The Nursing and Midwifery Council should:

  • continue to progress at pace its review of language requirements for the registration of non-UK nurses, maintaining patient safety and engaging with provider trusts and other stakeholders. 

The NHS national bodies, professional regulators, and professional associations should: 

  • support and enable provider trusts efforts to introduce new roles at scale and pace and develop the existing workforce to work differently, by aligning professional and institutional regulatory approaches and offering professional support. 

Medium term (within two years) 

The Department of Health and the NHS national bodies should: 

  • develop and communicate a coherent and credible strategy for the health and social care workforce, setting out what they think the future workforce needs to look like given the Five-year forward view, STPs, and new care models and what will be done, by who, and by when to at the national level to develop that workforce;

  • ensure the existing ministerial board on workforce is recognised as the forum to coordinate and own this strategy, in collaboration with provider trusts and other stakeholders. It needs to communicate effectively about its work, seek input from a wide range of opinion, be transparent about its work programme and be seen to engage effectively with provider trust leaders;

  • develop a measurable plan with timetables to grow the domestic supply of clinical staff, taking account of relevant factors such as changes to the funding of healthcare education, the apprenticeship levy and targets, the expansion of nursing, and the recent workforce plans for mental health and emergency care workforces. This plan will link to and support the strategy;

  • take action to ensure there is an agreed and publicly accessibly source of timely and accurate national-level, regional, and trust-specific data for key workforce data such as vacancy rates and leaver rates;
  • provide greater transparency of its workforce planning insight and data, for example timely publication of national and regional demand and supply forecasts for the different staff groups, together with the assumptions and any funding constraints that underpin them;

  • work with provider trusts at the sub-national level – for example, devolved, groups of STPs, or STP as appropriate – to support the delivery of locally-owned workforce strategies and plans that support service transformation through provision of timely and tailored workforce planning insight and data. 

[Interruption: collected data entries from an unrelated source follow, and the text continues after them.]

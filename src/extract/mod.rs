//! Interface extraction: reducing a generated artifact to its public surface.
//!
//! Two variants, selected by the component's target language:
//!
//! - **Self-describing** (Python): the source is already the smallest
//!   faithful interface; the artifact is taken verbatim.
//! - **Structural strip + semantic augmentation** (Java): a compiler-produced
//!   interface binary is decompiled into a signature skeleton, then a
//!   synthesis pass re-describes intended usage in prose — compilation erased
//!   parameter names and intent, and dependents must be able to use the
//!   component without seeing its implementation. Synthesis failure is
//!   non-fatal: the bare skeleton still works as context, just with less
//!   semantic richness. Decompilation failure is fatal; there is nothing to
//!   fall back to.

use std::path::PathBuf;
use thiserror::Error;
use tracing::{debug, warn};

use crate::artifact::{GeneratedArtifact, InterfaceArtifact};
use crate::backend::Backend;
use crate::manifest::{ComponentSpec, ToolchainConfig};

mod decompiler;

pub use decompiler::{DecompilerCommand, interface_binary_path};

/// Failures on the structural-strip path.
#[derive(Debug, Error)]
pub enum ExtractionError {
    #[error("symbol '{symbol}' not found in {binary}: {detail}")]
    SymbolNotFound {
        symbol: String,
        binary: PathBuf,
        detail: String,
    },

    #[error("compiled interface binary missing: {path}")]
    InterfaceBinaryMissing { path: PathBuf },

    #[error("decompiler failed for '{symbol}': {reason}")]
    DecompilerFailed { symbol: String, reason: String },

    #[error("no decompiler configured in [toolchain] for a compiled target")]
    ToolchainUnconfigured,

    #[error("no interface_dir configured in [toolchain] for a compiled target")]
    InterfaceDirUnconfigured,
}

/// Produce the interface artifact for a freshly generated component.
pub async fn extract(
    artifact: &GeneratedArtifact,
    spec: &ComponentSpec,
    backend: &Backend,
    toolchain: &ToolchainConfig,
) -> Result<InterfaceArtifact, ExtractionError> {
    if spec.language.is_self_describing() {
        debug!(component = %spec.id, "self-describing target; interface is the source");
        return Ok(InterfaceArtifact::verbatim(&spec.id, &artifact.source));
    }

    let interface_dir = toolchain
        .interface_dir
        .as_deref()
        .ok_or(ExtractionError::InterfaceDirUnconfigured)?;
    let binary = interface_binary_path(interface_dir, &spec.id);
    let symbol = spec.qualified_symbol();

    let command =
        DecompilerCommand::new(toolchain.decompiler.clone(), toolchain.decompile_timeout_secs)?;
    let skeleton = command.decompile(&binary, &symbol).await?;

    // Semantic augmentation is best-effort; a degraded interface beats a
    // failed node.
    match backend.describe_usage(&spec.id, &artifact.source, &skeleton).await {
        Ok(usage) => {
            debug!(component = %spec.id, "usage synthesis succeeded");
            Ok(InterfaceArtifact::verbatim(
                &spec.id,
                format!("{}{skeleton}", doc_block(&usage)),
            ))
        }
        Err(error) => {
            warn!(component = %spec.id, %error, "usage synthesis failed; falling back to bare skeleton");
            Ok(InterfaceArtifact::degraded(&spec.id, &skeleton))
        }
    }
}

/// Format a synthesized usage description as a leading doc comment.
///
/// `*/` sequences inside the prose are escaped so they cannot terminate the
/// block early.
fn doc_block(usage: &str) -> String {
    let escaped = usage.replace("*/", "* /");
    let body = escaped.replace('\n', "\n* ");
    format!("/**\n* {body}\n*/\n")
}

#[cfg(test)]
mod tests {
    use super::*;
    use crate::artifact::{DEGRADED_MARKER, InterfaceFidelity};
    use crate::backend::FixtureBackend;
    use crate::manifest::{BackendParams, TargetKind, TargetLanguage};

    fn spec(id: &str, language: TargetLanguage) -> ComponentSpec {
        ComponentSpec {
            id: id.to_string(),
            description: "desc".to_string(),
            language,
            kind: TargetKind::Library,
            module: "com.example".to_string(),
            dependencies: vec![],
            docs: vec![],
            resources: vec![],
            params: BackendParams {
                model: "m".to_string(),
                temperature: 0.2,
                max_output_tokens: 256,
            },
        }
    }

    fn artifact(id: &str, source: &str) -> GeneratedArtifact {
        GeneratedArtifact {
            component_id: id.to_string(),
            source: source.to_string(),
            spec_digest: "sha256:0".to_string(),
            dep_interface_digests: vec![],
        }
    }

    #[tokio::test]
    async fn self_describing_interface_is_verbatim() {
        let backend = Backend::Fixture(FixtureBackend::new());
        let spec = spec("util", TargetLanguage::Python);
        let artifact = artifact("util", "def helper(x: int) -> int:\n    return x\n");
        let iface =
            extract(&artifact, &spec, &backend, &ToolchainConfig::default()).await.unwrap();
        assert_eq!(iface.text, artifact.source);
        assert_eq!(iface.fidelity, InterfaceFidelity::Full);
    }

    #[tokio::test]
    async fn compiled_target_without_toolchain_fails() {
        let backend = Backend::Fixture(FixtureBackend::new());
        let spec = spec("util", TargetLanguage::Java);
        let artifact = artifact("util", "public class Util {}");
        let err = extract(&artifact, &spec, &backend, &ToolchainConfig::default())
            .await
            .unwrap_err();
        assert!(matches!(err, ExtractionError::InterfaceDirUnconfigured));
    }

    #[test]
    fn doc_block_escapes_terminators() {
        let block = doc_block("uses a */ sequence\nsecond line");
        assert!(block.starts_with("/**\n* "));
        assert!(block.ends_with("*/\n"));
        assert!(!block[3..block.len() - 3].contains("*/"));
        assert!(block.contains("\n* second line"));
    }

    #[test]
    fn degraded_marker_is_visible_to_consumers() {
        let iface = InterfaceArtifact::degraded("x", "class X {}");
        assert!(iface.text.contains(DEGRADED_MARKER));
    }
}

Long term (within three to four years) 

The Department of Health and the NHS national bodies should: 

  • work with provider trusts and other stakeholders to explore the opportunities and risks of devolving elements of workforce responsibility and funding – for example medical education and training commissioning, distribution of clinical placement funding. This could be at devolved, groups of STPs, or STP level;

  • develop the capability and capacity of provider trusts to take on this greater role, building on the lessons from the original plans for local education and training boards with strong provider leadership. The return on this investment could be a more engaged, responsive, and productive workforce;

  • build and value local leadership and autonomy as crucial for the success of STPs and new care models.